Data to process below:

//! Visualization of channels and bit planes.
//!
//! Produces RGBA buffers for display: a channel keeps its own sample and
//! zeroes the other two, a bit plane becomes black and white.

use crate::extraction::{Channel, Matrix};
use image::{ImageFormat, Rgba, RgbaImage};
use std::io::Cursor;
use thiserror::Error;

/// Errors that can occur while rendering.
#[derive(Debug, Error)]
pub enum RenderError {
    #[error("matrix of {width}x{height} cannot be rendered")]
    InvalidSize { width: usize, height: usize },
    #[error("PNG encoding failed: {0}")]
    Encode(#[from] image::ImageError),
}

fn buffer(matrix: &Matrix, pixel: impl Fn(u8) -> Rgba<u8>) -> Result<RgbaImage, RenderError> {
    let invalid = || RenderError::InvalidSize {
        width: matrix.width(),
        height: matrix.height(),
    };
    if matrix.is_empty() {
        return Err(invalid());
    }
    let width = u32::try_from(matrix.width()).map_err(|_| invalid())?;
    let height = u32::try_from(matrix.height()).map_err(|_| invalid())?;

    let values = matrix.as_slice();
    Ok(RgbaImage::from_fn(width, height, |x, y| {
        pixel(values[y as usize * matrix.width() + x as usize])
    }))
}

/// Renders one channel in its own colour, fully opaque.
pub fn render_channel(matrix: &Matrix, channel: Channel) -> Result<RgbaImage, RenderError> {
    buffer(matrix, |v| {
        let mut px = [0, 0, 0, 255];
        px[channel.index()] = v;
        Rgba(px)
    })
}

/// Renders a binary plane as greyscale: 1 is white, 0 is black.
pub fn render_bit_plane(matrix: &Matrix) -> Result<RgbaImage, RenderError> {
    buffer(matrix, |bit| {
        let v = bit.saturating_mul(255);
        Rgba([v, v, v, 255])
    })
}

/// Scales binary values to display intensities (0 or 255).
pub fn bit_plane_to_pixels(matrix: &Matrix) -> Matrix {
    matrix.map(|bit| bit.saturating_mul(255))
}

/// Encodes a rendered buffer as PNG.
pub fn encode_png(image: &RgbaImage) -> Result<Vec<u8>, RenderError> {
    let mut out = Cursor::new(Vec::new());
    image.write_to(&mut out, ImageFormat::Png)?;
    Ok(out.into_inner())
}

End of Data to process.
Data to process below:

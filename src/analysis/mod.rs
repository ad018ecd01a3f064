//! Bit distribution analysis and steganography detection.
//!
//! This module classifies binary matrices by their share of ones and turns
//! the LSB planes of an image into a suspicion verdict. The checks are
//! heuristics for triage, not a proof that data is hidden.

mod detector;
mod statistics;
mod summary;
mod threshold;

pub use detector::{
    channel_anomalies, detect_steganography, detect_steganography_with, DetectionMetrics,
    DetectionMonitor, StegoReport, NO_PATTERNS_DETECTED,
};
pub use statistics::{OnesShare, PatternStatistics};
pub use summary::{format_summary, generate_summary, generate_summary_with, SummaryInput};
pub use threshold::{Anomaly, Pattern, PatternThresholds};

End of Data to process.
Data to process below:

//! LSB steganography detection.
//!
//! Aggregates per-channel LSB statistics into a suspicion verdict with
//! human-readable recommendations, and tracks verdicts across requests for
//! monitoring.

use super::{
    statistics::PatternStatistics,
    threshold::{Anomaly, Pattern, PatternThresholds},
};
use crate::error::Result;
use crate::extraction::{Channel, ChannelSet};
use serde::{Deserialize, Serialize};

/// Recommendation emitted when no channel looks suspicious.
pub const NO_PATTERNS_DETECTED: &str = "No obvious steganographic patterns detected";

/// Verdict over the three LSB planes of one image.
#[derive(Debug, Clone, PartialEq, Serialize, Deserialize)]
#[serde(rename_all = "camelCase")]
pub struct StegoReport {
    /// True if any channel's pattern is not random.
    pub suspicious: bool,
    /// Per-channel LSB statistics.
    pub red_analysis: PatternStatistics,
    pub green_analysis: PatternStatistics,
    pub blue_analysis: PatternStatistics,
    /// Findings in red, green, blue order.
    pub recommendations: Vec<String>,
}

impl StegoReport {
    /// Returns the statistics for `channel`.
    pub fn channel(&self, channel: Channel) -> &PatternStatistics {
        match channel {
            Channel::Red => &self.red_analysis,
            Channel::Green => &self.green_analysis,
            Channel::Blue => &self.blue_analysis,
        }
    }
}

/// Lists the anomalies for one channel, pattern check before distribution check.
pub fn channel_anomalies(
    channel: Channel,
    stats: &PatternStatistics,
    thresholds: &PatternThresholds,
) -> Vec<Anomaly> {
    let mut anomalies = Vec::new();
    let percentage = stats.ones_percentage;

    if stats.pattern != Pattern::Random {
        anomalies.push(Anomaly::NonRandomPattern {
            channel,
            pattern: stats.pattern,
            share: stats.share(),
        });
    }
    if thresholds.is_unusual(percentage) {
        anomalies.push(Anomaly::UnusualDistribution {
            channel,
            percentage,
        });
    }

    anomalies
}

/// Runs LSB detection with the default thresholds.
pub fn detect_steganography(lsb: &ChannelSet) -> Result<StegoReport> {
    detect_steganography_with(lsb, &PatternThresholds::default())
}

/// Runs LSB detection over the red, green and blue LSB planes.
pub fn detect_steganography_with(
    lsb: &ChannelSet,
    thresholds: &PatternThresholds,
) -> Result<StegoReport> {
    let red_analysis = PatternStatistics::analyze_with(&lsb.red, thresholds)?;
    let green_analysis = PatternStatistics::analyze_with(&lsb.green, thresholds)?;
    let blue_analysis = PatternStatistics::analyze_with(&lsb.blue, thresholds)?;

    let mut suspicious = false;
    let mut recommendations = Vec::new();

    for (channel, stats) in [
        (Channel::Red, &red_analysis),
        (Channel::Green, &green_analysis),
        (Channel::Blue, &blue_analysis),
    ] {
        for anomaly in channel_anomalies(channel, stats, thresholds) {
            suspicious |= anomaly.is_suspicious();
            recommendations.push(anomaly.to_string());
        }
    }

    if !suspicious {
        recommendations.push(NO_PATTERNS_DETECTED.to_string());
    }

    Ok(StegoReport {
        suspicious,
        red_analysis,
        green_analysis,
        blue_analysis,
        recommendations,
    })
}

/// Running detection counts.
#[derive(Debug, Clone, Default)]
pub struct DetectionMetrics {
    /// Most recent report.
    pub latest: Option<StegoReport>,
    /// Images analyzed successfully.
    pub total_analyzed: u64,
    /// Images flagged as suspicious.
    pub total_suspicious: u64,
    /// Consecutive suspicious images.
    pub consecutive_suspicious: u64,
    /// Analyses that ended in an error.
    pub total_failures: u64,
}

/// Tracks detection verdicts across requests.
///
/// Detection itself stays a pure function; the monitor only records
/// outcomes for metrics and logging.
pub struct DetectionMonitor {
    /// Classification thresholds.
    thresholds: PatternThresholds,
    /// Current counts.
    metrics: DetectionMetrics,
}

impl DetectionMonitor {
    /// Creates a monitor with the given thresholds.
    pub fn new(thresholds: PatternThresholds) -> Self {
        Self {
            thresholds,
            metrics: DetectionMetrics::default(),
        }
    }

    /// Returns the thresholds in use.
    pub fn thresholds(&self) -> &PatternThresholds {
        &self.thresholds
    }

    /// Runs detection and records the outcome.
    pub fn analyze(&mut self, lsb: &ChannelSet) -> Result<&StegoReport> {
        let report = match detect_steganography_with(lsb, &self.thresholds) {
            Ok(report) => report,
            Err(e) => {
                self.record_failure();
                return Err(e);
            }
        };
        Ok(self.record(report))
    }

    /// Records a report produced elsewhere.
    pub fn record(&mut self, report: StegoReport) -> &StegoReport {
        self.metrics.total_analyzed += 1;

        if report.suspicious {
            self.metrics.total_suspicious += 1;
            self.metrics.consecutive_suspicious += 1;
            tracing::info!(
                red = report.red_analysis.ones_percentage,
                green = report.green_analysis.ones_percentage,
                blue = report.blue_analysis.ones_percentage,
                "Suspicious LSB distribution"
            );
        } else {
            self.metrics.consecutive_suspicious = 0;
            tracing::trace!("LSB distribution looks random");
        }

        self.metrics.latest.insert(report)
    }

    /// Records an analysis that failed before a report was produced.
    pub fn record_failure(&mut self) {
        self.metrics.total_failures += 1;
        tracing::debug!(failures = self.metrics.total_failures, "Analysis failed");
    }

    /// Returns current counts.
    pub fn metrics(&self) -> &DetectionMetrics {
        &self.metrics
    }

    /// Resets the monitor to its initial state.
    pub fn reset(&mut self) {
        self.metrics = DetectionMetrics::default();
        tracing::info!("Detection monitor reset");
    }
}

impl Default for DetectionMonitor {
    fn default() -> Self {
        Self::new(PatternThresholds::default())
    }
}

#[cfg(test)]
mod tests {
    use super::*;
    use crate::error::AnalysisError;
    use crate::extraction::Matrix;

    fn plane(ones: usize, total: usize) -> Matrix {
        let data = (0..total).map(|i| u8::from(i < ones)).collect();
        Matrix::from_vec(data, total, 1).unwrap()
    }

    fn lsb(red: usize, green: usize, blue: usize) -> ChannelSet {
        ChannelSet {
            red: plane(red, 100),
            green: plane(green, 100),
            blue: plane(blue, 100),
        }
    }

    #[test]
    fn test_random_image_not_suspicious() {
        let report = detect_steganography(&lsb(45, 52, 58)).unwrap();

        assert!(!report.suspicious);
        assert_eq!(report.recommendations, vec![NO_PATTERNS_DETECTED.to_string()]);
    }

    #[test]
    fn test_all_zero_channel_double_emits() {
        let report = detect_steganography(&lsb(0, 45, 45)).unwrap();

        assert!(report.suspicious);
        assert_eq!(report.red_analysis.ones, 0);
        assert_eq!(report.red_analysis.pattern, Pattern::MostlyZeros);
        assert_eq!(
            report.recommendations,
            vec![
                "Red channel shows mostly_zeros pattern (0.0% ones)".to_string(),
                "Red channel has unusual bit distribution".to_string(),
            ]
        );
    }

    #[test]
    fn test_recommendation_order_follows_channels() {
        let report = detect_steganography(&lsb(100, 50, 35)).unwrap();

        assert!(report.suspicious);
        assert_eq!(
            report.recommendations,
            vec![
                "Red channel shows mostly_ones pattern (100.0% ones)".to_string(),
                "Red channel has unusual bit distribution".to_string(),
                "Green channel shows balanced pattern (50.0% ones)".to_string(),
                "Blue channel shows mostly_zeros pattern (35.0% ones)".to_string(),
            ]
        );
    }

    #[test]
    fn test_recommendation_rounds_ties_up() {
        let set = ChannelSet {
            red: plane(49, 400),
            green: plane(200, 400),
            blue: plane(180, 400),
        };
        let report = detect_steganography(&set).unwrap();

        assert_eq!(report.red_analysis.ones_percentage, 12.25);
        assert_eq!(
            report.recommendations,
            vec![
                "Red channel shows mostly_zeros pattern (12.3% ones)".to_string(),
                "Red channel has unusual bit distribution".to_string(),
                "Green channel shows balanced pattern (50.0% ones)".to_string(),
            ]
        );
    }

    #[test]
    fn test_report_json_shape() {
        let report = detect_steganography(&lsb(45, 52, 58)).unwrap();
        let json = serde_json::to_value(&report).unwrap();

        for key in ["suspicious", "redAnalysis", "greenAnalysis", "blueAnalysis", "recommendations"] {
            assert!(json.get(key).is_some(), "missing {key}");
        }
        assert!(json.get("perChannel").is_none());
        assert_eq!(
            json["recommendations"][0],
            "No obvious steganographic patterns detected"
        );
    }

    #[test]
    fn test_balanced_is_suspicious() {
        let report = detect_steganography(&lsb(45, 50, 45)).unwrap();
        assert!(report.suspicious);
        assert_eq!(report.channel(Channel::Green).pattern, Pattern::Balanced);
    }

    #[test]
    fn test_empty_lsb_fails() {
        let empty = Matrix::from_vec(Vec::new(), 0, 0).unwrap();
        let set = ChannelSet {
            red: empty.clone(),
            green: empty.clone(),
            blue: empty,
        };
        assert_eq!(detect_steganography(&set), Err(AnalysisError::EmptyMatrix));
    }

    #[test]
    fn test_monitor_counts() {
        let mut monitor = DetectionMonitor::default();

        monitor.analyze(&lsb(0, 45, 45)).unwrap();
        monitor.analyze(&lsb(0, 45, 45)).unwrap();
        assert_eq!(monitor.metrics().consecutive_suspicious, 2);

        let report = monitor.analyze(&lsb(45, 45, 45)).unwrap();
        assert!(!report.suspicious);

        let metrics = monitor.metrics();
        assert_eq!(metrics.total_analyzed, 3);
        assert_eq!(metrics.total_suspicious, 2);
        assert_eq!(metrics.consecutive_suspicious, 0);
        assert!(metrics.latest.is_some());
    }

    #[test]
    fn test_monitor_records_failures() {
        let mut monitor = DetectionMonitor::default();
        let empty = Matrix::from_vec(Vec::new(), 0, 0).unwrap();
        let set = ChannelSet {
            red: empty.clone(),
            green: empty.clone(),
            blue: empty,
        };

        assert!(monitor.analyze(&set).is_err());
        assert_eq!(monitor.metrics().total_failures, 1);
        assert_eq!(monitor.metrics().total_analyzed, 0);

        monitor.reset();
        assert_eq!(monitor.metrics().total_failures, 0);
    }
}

End of Data to process.

> **Problem**
Here the output must be the lines above from the line with "and bit planes." to the line with "buffer as PNG.", both included, duplicated word for word and nothing else.

> **Response**
//! Visualization of channels and bit planes.
//!
//! Produces RGBA buffers for display: a channel keeps its own sample and
//! zeroes the other two, a bit plane becomes black and white.

use crate::extraction::{Channel, Matrix};
use image::{ImageFormat, Rgba, RgbaImage};
use std::io::Cursor;
use thiserror::Error;

/// Errors that can occur while rendering.
#[derive(Debug, Error)]
pub enum RenderError {
    #[error("matrix of {width}x{height} cannot be rendered")]
    InvalidSize { width: usize, height: usize },
    #[error("PNG encoding failed: {0}")]
    Encode(#[from] image::ImageError),
}

fn buffer(matrix: &Matrix, pixel: impl Fn(u8) -> Rgba<u8>) -> Result<RgbaImage, RenderError> {
    let invalid = || RenderError::InvalidSize {
        width: matrix.width(),
        height: matrix.height(),
    };
    if matrix.is_empty() {
        return Err(invalid());
    }
    let width = u32::try_from(matrix.width()).map_err(|_| invalid())?;
    let height = u32::try_from(matrix.height()).map_err(|_| invalid())?;

    let values = matrix.as_slice();
    Ok(RgbaImage::from_fn(width, height, |x, y| {
        pixel(values[y as usize * matrix.width() + x as usize])
    }))
}

/// Renders one channel in its own colour, fully opaque.
pub fn render_channel(matrix: &Matrix, channel: Channel) -> Result<RgbaImage, RenderError> {
    buffer(matrix, |v| {
        let mut px = [0, 0, 0, 255];
        px[channel.index()] = v;
        Rgba(px)
    })
}

/// Renders a binary plane as greyscale: 1 is white, 0 is black.
pub fn render_bit_plane(matrix: &Matrix) -> Result<RgbaImage, RenderError> {
    buffer(matrix, |bit| {
        let v = bit.saturating_mul(255);
        Rgba([v, v, v, 255])
    })
}

/// Scales binary values to display intensities (0 or 255).
pub fn bit_plane_to_pixels(matrix: &Matrix) -> Matrix {
    matrix.map(|bit| bit.saturating_mul(255))
}

/// Encodes a rendered buffer as PNG.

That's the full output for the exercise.